The wireless company's net income came in at $2.57 a share for the December quarter, up from $1.67 the year before, above the FactSet-polled consensus of $2.29. Revenue increased to $21.87 billion from $20.48 billion, ahead of the Street's view of $21.33 billion.
Total service revenue rose 5.5% year over year to $16.93 billion, including postpaid growth of 8.3% to $13.5 billion. The stock advanced 9% in Wednesday trade.
"T-Mobile delivered another monster (fourth quarter) that punctuated an amazing growth year," Chief Executive Mike Sievert said in a statement. "In 2024, more new postpaid customers chose the Un-carrier than ever before, and we had our lowest ever full-year postpaid phone churn, leading to our third year of more than 3 million postpaid phone net additions."
The company added 903,000 postpaid phone subscribers in the quarter, down from 934,000 in the prior-year quarter, but above the average analyst estimate for 858,500. Postpaid net customer additions totaled 1.9 million, which increased from the previous three-month period and last year. Postpaid net account additions declined to 263,000 from 299,000 last year. Postpaid phone churn, which refers to the percentage of customers who stopped using the company's services, was 0.92%, down from 0.96%.

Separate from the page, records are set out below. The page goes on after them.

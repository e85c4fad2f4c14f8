// ============================================================================
// DOCUMENT SCANNER PWA - FRONTEND MVVM (RUST PURO)
// ============================================================================
// - Views: Funciones que renderizan DOM (sin lógica)
// - ViewModels: Sesión del scanner + captura
// - Services: Carga del script del SDK y descargas
// - State: State Management con Rc<RefCell> + subscribers
// - SDK: Interfaz estrecha sobre `window.Dynamsoft`
// ============================================================================

mod app;
mod config;
mod dom;
mod error;
mod models;
mod sdk;
mod services;
mod state;
mod utils;
mod viewmodels;
mod views;

use std::cell::RefCell;
use wasm_bindgen::prelude::*;
use crate::app::App;
use crate::config::CONFIG;

// Instancia única de la página
thread_local! {
    static APP: RefCell<Option<App>> = RefCell::new(None);
}

#[wasm_bindgen(start)]
pub fn main() -> Result<(), JsValue> {
    console_error_panic_hook::set_once();

    let level = if CONFIG.is_logging_enabled() { log::Level::Debug } else { log::Level::Warn };
    wasm_logger::init(wasm_logger::Config::new(level));
    log::info!("🚀 Document Scanner - Rust Puro + MVVM");

    let mut app = App::new()?;
    app.render()?;
    app.start();

    APP.with(|app_cell| {
        *app_cell.borrow_mut() = Some(app);
    });

    Ok(())
}

/// Re-render completo de la página
pub fn rerender_app() {
    APP.with(|app_cell| {
        match app_cell.borrow().as_ref() {
            Some(app) => {
                if let Err(e) = app.render() {
                    log::error!("❌ [APP] Error re-renderizando: {:?}", e);
                }
            }
            None => log::warn!("⚠️ [APP] App no está inicializada"),
        }
    });
}

/// Reintentar la inicialización tras un fallo de licencia (llamable desde JavaScript)
#[wasm_bindgen]
pub fn retry_initialization() {
    APP.with(|app_cell| {
        if let Some(app) = app_cell.borrow().as_ref() {
            app.retry_initialization();
        }
    });
}

/// Desmontar la página (llamable desde JavaScript al navegar fuera)
#[wasm_bindgen]
pub fn teardown() {
    APP.with(|app_cell| {
        if let Some(mut app) = app_cell.borrow_mut().take() {
            app.teardown();
        }
    });
}
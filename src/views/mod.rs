pub mod app;
pub mod scanner_panel;
pub mod document_grid;

pub use app::{render_app, PageActions};
pub use scanner_panel::render_scanner_panel;
pub use document_grid::render_document_grid;
// ============================================================================
// SCANNER PANEL VIEW - Alerta de error + botón de captura
// ============================================================================

use std::rc::Rc;
use wasm_bindgen::prelude::*;
use web_sys::Element;
use crate::dom::ElementBuilder;
use crate::models::SdkLoadState;
use crate::state::ScannerState;

/// Texto del botón según el estado
pub fn scan_button_label(state: &ScannerState) -> &'static str {
    if state.capture_in_progress() {
        "Scanning..."
    } else if matches!(state.load_state(), SdkLoadState::NotStarted | SdkLoadState::Loading) {
        "Loading..."
    } else {
        "Start Scanning"
    }
}

/// Tooltip del botón cuando el último intento falló
pub fn scan_button_title(state: &ScannerState) -> Option<String> {
    let attempt = state.capture_attempt();
    match attempt.error {
        Some(error) if !attempt.in_progress => Some(format!("Last scan failed: {}", error)),
        _ => None,
    }
}

fn render_alert(message: &str) -> Result<Element, JsValue> {
    Ok(ElementBuilder::new("div")?
        .class("alert alert-destructive")
        .attr("role", "alert")?
        .child(ElementBuilder::new("span")?.class("alert-icon").text("⚠").build())?
        .child(ElementBuilder::new("span")?.class("alert-description").text(message).build())?
        .build())
}

/// Renderizar panel del scanner
pub fn render_scanner_panel(state: &ScannerState, on_scan: Rc<dyn Fn()>) -> Result<Element, JsValue> {
    let alert = match state.message() {
        Some(message) => Some(render_alert(&message)?),
        None => None,
    };

    let mut button = ElementBuilder::new("button")?
        .class("btn btn-primary btn-lg btn-scan")
        .attr("type", "button")?
        .disabled(!state.can_capture())?
        .text(scan_button_label(state));
    if let Some(title) = scan_button_title(state) {
        button = button.attr("title", &title)?;
    }
    let button = button.on_click(move |_e| on_scan())?.build();

    Ok(ElementBuilder::new("div")?
        .class("card scanner-card")
        .child(
            ElementBuilder::new("div")?
                .class("card-content")
                .child_opt(alert)?
                .child(button)?
                .build(),
        )?
        .build())
}
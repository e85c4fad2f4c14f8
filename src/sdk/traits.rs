use serde::Serialize;
use crate::error::ScannerError;
use crate::models::{ImageFormat, Resolution};

/// Opciones que recibe el constructor del SDK
#[derive(Debug, Clone, PartialEq, Serialize)]
pub struct SdkOptions {
    pub license: String,
}

/// Punto de entrada del SDK: construye una instancia de scanner
pub trait DocumentScannerSdk {
    type Handle: ScannerHandle;

    /// Construir el scanner con la licencia (síncrono, puede ser rechazado por el vendor)
    fn construct(&self, options: &SdkOptions) -> Result<Self::Handle, ScannerError>;
}

/// Instancia viva del scanner
#[allow(async_fn_in_trait)]
pub trait ScannerHandle {
    type Output: CaptureOutput;

    /// Negociar resolución de cámara.
    /// `Err(ResolutionUnsupported)` si la instancia no expone la capacidad.
    async fn negotiate_resolution(&self, target: Resolution) -> Result<(), ScannerError>;

    /// Abrir el flujo interactivo de captura.
    /// `Ok(None)` cuando el usuario cancela.
    async fn launch(&self) -> Result<Option<Self::Output>, ScannerError>;
}

/// Resultado de una captura
pub trait CaptureOutput {
    /// Codificar la imagen corregida como data URI.
    /// `Ok(None)` si el resultado no trae imagen corregida.
    fn encode_corrected_image(&self, format: ImageFormat) -> Result<Option<String>, ScannerError>;
}
// ============================================================================
// SESSION VIEWMODEL - Ciclo de vida de la instancia única del scanner
// ============================================================================
// Dueño exclusivo del handle del SDK. Una vez creado nunca se reemplaza;
// sólo un reload de la página reinicia la sesión.
// ============================================================================

use std::cell::{Cell, RefCell};
use std::rc::Rc;
use crate::error::ScannerError;
use crate::models::{InitStatus, Resolution};
use crate::sdk::{DocumentScannerSdk, ScannerHandle, SdkOptions};
use crate::state::ScannerState;

pub struct SessionViewModel<S: DocumentScannerSdk> {
    sdk: S,
    options: SdkOptions,
    target_resolution: Resolution,
    state: ScannerState,
    handle: RefCell<Option<Rc<S::Handle>>>,
    // Guard de re-entrada: como mucho una inicialización en vuelo
    initializing: Cell<bool>,
}

impl<S: DocumentScannerSdk> SessionViewModel<S> {
    pub fn new(sdk: S, options: SdkOptions, target_resolution: Resolution, state: ScannerState) -> Self {
        Self {
            sdk,
            options,
            target_resolution,
            state,
            handle: RefCell::new(None),
            initializing: Cell::new(false),
        }
    }

    /// Handle listo para capturar (solo lectura, compartido)
    pub fn handle(&self) -> Option<Rc<S::Handle>> {
        self.handle.borrow().clone()
    }

    pub fn status(&self) -> InitStatus {
        self.state.init_status()
    }

    /// Disparo automático al terminar la carga del SDK.
    /// Sólo actúa desde `Uninitialized`: re-evaluarlo N veces inicializa como mucho una vez.
    pub async fn maybe_initialize(&self) -> InitStatus {
        match self.status() {
            InitStatus::Uninitialized => self.ensure_initialized().await,
            other => other,
        }
    }

    /// Reintento explícito tras un fallo; la página nunca lo llama sola
    pub async fn retry_initialization(&self) -> InitStatus {
        match self.status() {
            InitStatus::InitFailed(_) => self.ensure_initialized().await,
            other => other,
        }
    }

    /// Inicializar si se cumplen las precondiciones; si no, devuelve el estado actual.
    pub async fn ensure_initialized(&self) -> InitStatus {
        if !self.state.load_state().is_loaded() {
            log::debug!("⏳ [SESSION] SDK no cargado todavía, inicialización pospuesta");
            return self.status();
        }
        if self.initializing.get() || self.handle.borrow().is_some() {
            return self.status();
        }

        self.initializing.set(true);
        self.state.clear_message();
        self.state.set_init_status(InitStatus::Initializing);
        log::info!("📷 [SESSION] Inicializando scanner...");

        let status = match self.sdk.construct(&self.options) {
            Ok(handle) => {
                let handle = Rc::new(handle);
                *self.handle.borrow_mut() = Some(handle.clone());
                self.negotiate_resolution(&handle).await;
                // Un "espere" publicado durante el arranque ya no aplica
                self.state.dismiss(&ScannerError::LibraryLoading);
                log::info!("✅ [SESSION] Scanner listo");
                InitStatus::Ready
            }
            Err(err) => {
                log::error!("❌ [SESSION] Error inicializando scanner: {}", err);
                self.state.report(&err);
                InitStatus::InitFailed(err.to_string())
            }
        };

        self.state.set_init_status(status.clone());
        self.initializing.set(false);
        status
    }

    /// Best-effort: un fallo aquí sólo baja la calidad, nunca la sesión
    async fn negotiate_resolution(&self, handle: &S::Handle) {
        match handle.negotiate_resolution(self.target_resolution).await {
            Ok(()) => log::info!("🎥 [SESSION] Resolución de cámara fijada a {}", self.target_resolution),
            Err(err) => {
                log::warn!(
                    "⚠️ [SESSION] No se pudo fijar {}: {} (se usa la resolución por defecto)",
                    self.target_resolution,
                    err
                );
            }
        }
    }
}

#[cfg(test)]
mod tests {
    use super::*;
    use futures::executor::block_on;
    use crate::models::LoadEvent;
    use crate::sdk::fake::{FakeSdk, Negotiation};
    use crate::state::ChangeNotifier;

    fn session(sdk: FakeSdk) -> SessionViewModel<FakeSdk> {
        let state = ScannerState::new(ChangeNotifier::new());
        SessionViewModel::new(
            sdk,
            SdkOptions { license: "test-license".into() },
            Resolution::new(3840, 2160),
            state,
        )
    }

    fn mark_loaded(vm: &SessionViewModel<FakeSdk>) {
        vm.state.apply_load_event(LoadEvent::Mount);
        vm.state.apply_load_event(LoadEvent::ScriptLoaded);
    }

    #[test]
    fn does_nothing_before_sdk_is_loaded() {
        let sdk = FakeSdk::default();
        let vm = session(sdk.clone());

        for _ in 0..5 {
            assert_eq!(block_on(vm.maybe_initialize()), InitStatus::Uninitialized);
        }
        vm.state.apply_load_event(LoadEvent::Mount);
        assert_eq!(block_on(vm.ensure_initialized()), InitStatus::Uninitialized);
        assert_eq!(sdk.constructs(), 0);
    }

    #[test]
    fn initializes_once_however_often_gating_is_reevaluated() {
        let sdk = FakeSdk::default();
        let vm = session(sdk.clone());
        mark_loaded(&vm);

        for _ in 0..4 {
            block_on(vm.maybe_initialize());
            block_on(vm.ensure_initialized());
        }

        assert_eq!(sdk.constructs(), 1);
        assert_eq!(vm.status(), InitStatus::Ready);
        assert!(vm.handle().is_some());
        assert_eq!(sdk.negotiated(), vec![Resolution::new(3840, 2160)]);
    }

    #[test]
    fn concurrent_calls_collapse_into_one_attempt() {
        let sdk = FakeSdk::default().yielding();
        let vm = session(sdk.clone());
        mark_loaded(&vm);

        let (a, b, c) = block_on(async {
            futures::join!(vm.ensure_initialized(), vm.maybe_initialize(), vm.ensure_initialized())
        });

        assert_eq!(sdk.constructs(), 1);
        assert_eq!(a, InitStatus::Ready);
        // Las llamadas solapadas ven la inicialización en vuelo
        assert_eq!(b, InitStatus::Initializing);
        assert_eq!(c, InitStatus::Initializing);
        assert_eq!(vm.status(), InitStatus::Ready);
    }

    #[test]
    fn unsupported_negotiation_still_reaches_ready() {
        let sdk = FakeSdk::default().with_negotiation(Negotiation::Unsupported);
        let vm = session(sdk.clone());
        mark_loaded(&vm);

        assert_eq!(block_on(vm.maybe_initialize()), InitStatus::Ready);
        assert!(vm.handle().is_some());
        assert_eq!(vm.state.message(), None);
    }

    #[test]
    fn failing_negotiation_is_swallowed() {
        let sdk = FakeSdk::default().with_negotiation(Negotiation::Fails);
        let vm = session(sdk);
        mark_loaded(&vm);

        assert_eq!(block_on(vm.maybe_initialize()), InitStatus::Ready);
        assert!(vm.handle().is_some());
        assert_eq!(vm.state.message(), None);
    }

    #[test]
    fn license_rejection_surfaces_vendor_message_verbatim() {
        let sdk = FakeSdk::rejecting_license("The license key has expired.");
        let vm = session(sdk.clone());
        mark_loaded(&vm);

        let status = block_on(vm.maybe_initialize());

        assert_eq!(status, InitStatus::InitFailed("The license key has expired.".into()));
        assert!(vm.handle().is_none());
        assert_eq!(vm.state.message().as_deref(), Some("The license key has expired."));
    }

    #[test]
    fn failure_is_not_auto_retried_but_explicit_retry_works() {
        let sdk = FakeSdk::rejecting_license("invalid license");
        let vm = session(sdk.clone());
        mark_loaded(&vm);

        block_on(vm.maybe_initialize());
        block_on(vm.maybe_initialize());
        assert_eq!(sdk.constructs(), 1);

        sdk.accept_license();
        assert_eq!(block_on(vm.retry_initialization()), InitStatus::Ready);
        assert_eq!(sdk.constructs(), 2);
        assert_eq!(vm.state.message(), None);

        // Con handle creado, el reintento ya no reconstruye
        assert_eq!(block_on(vm.retry_initialization()), InitStatus::Ready);
        assert_eq!(sdk.constructs(), 2);
    }

    #[test]
    fn handle_is_never_replaced() {
        let sdk = FakeSdk::default();
        let vm = session(sdk);
        mark_loaded(&vm);

        block_on(vm.ensure_initialized());
        let first = vm.handle().unwrap();
        block_on(vm.ensure_initialized());
        let second = vm.handle().unwrap();

        assert!(Rc::ptr_eq(&first, &second));
    }
}
// ============================================================================
// ELEMENT BUILDER - Builder pattern para crear elementos fácilmente
// ============================================================================

use wasm_bindgen::prelude::*;
use web_sys::{Element, MouseEvent};
use crate::dom::{append_child, create_element, on_click, set_attribute, set_text_content};

pub struct ElementBuilder {
    element: Element,
}

impl ElementBuilder {
    /// Crear nuevo builder para un elemento
    pub fn new(tag: &str) -> Result<Self, JsValue> {
        Ok(Self {
            element: create_element(tag)?,
        })
    }

    /// Establecer class name (reemplaza todas las clases)
    pub fn class(self, class: &str) -> Self {
        self.element.set_class_name(class);
        self
    }

    /// Establecer text content
    pub fn text(self, text: &str) -> Self {
        set_text_content(&self.element, text);
        self
    }

    /// Establecer atributo
    pub fn attr(self, name: &str, value: &str) -> Result<Self, JsValue> {
        set_attribute(&self.element, name, value)?;
        Ok(self)
    }

    /// `disabled` es booleano: se agrega o se quita
    pub fn disabled(self, disabled: bool) -> Result<Self, JsValue> {
        if disabled {
            set_attribute(&self.element, "disabled", "")?;
        } else {
            self.element.remove_attribute("disabled")?;
        }
        Ok(self)
    }

    /// Agregar hijo
    pub fn child(self, child: Element) -> Result<Self, JsValue> {
        append_child(&self.element, &child)?;
        Ok(self)
    }

    /// Agregar hijo opcional (alertas, secciones condicionales)
    pub fn child_opt(self, child: Option<Element>) -> Result<Self, JsValue> {
        match child {
            Some(child) => self.child(child),
            None => Ok(self),
        }
    }

    pub fn on_click<F>(self, handler: F) -> Result<Self, JsValue>
    where
        F: FnMut(MouseEvent) + 'static,
    {
        on_click(&self.element, handler)?;
        Ok(self)
    }

    /// Construir y retornar elemento
    pub fn build(self) -> Element {
        self.element
    }
}
use serde::{Deserialize, Serialize};
use crate::error::ScannerError;
use crate::models::{ImageFormat, Resolution};
use crate::utils::constants::{
    DEFAULT_CAPTURE_HEIGHT, DEFAULT_CAPTURE_WIDTH, DEFAULT_DOWNLOAD_PREFIX, DEFAULT_ROOT_ELEMENT_ID,
    DEFAULT_SDK_BASE_URL, DEFAULT_SDK_BUNDLE, DEFAULT_SDK_PACKAGE, DEFAULT_SDK_VERSION,
};

#[derive(Debug, Clone, Serialize, Deserialize)]
pub struct ScannerConfig {
    pub sdk: SdkSource,
    pub license_key: String,
    pub capture_resolution: Resolution,
    pub image_format: ImageFormat,
    pub download_prefix: String,
    pub root_element_id: String,
    pub enable_logging: bool,
}

impl Default for ScannerConfig {
    fn default() -> Self {
        Self {
            sdk: SdkSource::default(),
            license_key: String::new(),
            capture_resolution: Resolution::new(DEFAULT_CAPTURE_WIDTH, DEFAULT_CAPTURE_HEIGHT),
            image_format: ImageFormat::Png,
            download_prefix: DEFAULT_DOWNLOAD_PREFIX.to_string(),
            root_element_id: DEFAULT_ROOT_ELEMENT_ID.to_string(),
            enable_logging: true,
        }
    }
}

/// Origen del bundle del SDK en el CDN
#[derive(Debug, Clone, PartialEq, Serialize, Deserialize)]
pub struct SdkSource {
    pub base_url: String,
    pub package: String,
    pub version: String,
    pub bundle: String,
}

impl Default for SdkSource {
    fn default() -> Self {
        Self {
            base_url: DEFAULT_SDK_BASE_URL.to_string(),
            package: DEFAULT_SDK_PACKAGE.to_string(),
            version: DEFAULT_SDK_VERSION.to_string(),
            bundle: DEFAULT_SDK_BUNDLE.to_string(),
        }
    }
}

impl SdkSource {
    /// URL completa del script, siempre con versión fija
    pub fn url(&self) -> Result<String, ScannerError> {
        let version = self.version.trim();
        if version.is_empty() || version.eq_ignore_ascii_case("latest") {
            return Err(ScannerError::UnpinnedVersion(self.version.clone()));
        }

        Ok(format!(
            "{}/{}@{}/{}",
            self.base_url.trim_end_matches('/'),
            self.package,
            version,
            self.bundle.trim_start_matches('/'),
        ))
    }
}

impl ScannerConfig {
    /// Carga la configuración desde variables de entorno en tiempo de compilación
    pub fn from_env() -> Self {
        let defaults = Self::default();
        Self {
            sdk: SdkSource {
                base_url: option_env!("DOCUMENT_SCANNER_SDK_BASE_URL")
                    .unwrap_or(DEFAULT_SDK_BASE_URL).to_string(),
                package: option_env!("DOCUMENT_SCANNER_SDK_PACKAGE")
                    .unwrap_or(DEFAULT_SDK_PACKAGE).to_string(),
                version: option_env!("DOCUMENT_SCANNER_SDK_VERSION")
                    .unwrap_or(DEFAULT_SDK_VERSION).to_string(),
                bundle: option_env!("DOCUMENT_SCANNER_SDK_BUNDLE")
                    .unwrap_or(DEFAULT_SDK_BUNDLE).to_string(),
            },
            license_key: option_env!("DOCUMENT_SCANNER_LICENSE")
                .unwrap_or("").to_string(),
            capture_resolution: Resolution::new(
                option_env!("CAPTURE_WIDTH")
                    .and_then(|v| v.parse().ok()).unwrap_or(DEFAULT_CAPTURE_WIDTH),
                option_env!("CAPTURE_HEIGHT")
                    .and_then(|v| v.parse().ok()).unwrap_or(DEFAULT_CAPTURE_HEIGHT),
            ),
            image_format: defaults.image_format,
            download_prefix: option_env!("DOWNLOAD_FILE_PREFIX")
                .unwrap_or(DEFAULT_DOWNLOAD_PREFIX).to_string(),
            root_element_id: option_env!("ROOT_ELEMENT_ID")
                .unwrap_or(DEFAULT_ROOT_ELEMENT_ID).to_string(),
            enable_logging: option_env!("ENABLE_LOGGING")
                .unwrap_or("true").parse().unwrap_or(true),
        }
    }

    /// Verifica si el modo de logging está habilitado
    pub fn is_logging_enabled(&self) -> bool {
        self.enable_logging
    }

    pub fn has_license(&self) -> bool {
        !self.license_key.trim().is_empty()
    }
}

// Configuración global estática
lazy_static::lazy_static! {
    pub static ref CONFIG: ScannerConfig = ScannerConfig::from_env();
}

In prepaid, T-Mobile posted new customer additions of 103,000, up from 53,000 in the prior-year period. In high-speed internet, T-Mobile added 428,000 customers on a net basis, down from 541,000 in the 2023 quarter.
The company expects net customer additions under postpaid plans to be in a range of 5.5 million to 6 million for the full year 2025. "We expect approximately half of that total to be postpaid phone net additions," Chief Financial Officer Peter Osvaldik said during an earnings call, according to a FactSet transcript. In 2024, net customer additions totaled 6.1 million, up from 5.7 million in the preceding year.
"The strength we've seen in our service revenue growth underpins our expectation to now deliver approximately 5% growth in service revenue for the full year, up from the 4% we indicated during our capital markets day," Osvaldik said on the call.
For the ongoing year, core adjusted earnings before interest, taxes, depreciation, and amortization is pegged at $33.1 billion and $33.6 billion, reflecting annual growth of 5% at the midpoint, according to the company. Capital expenditures are estimated to be at roughly $9.5 billion, according to Osvaldik.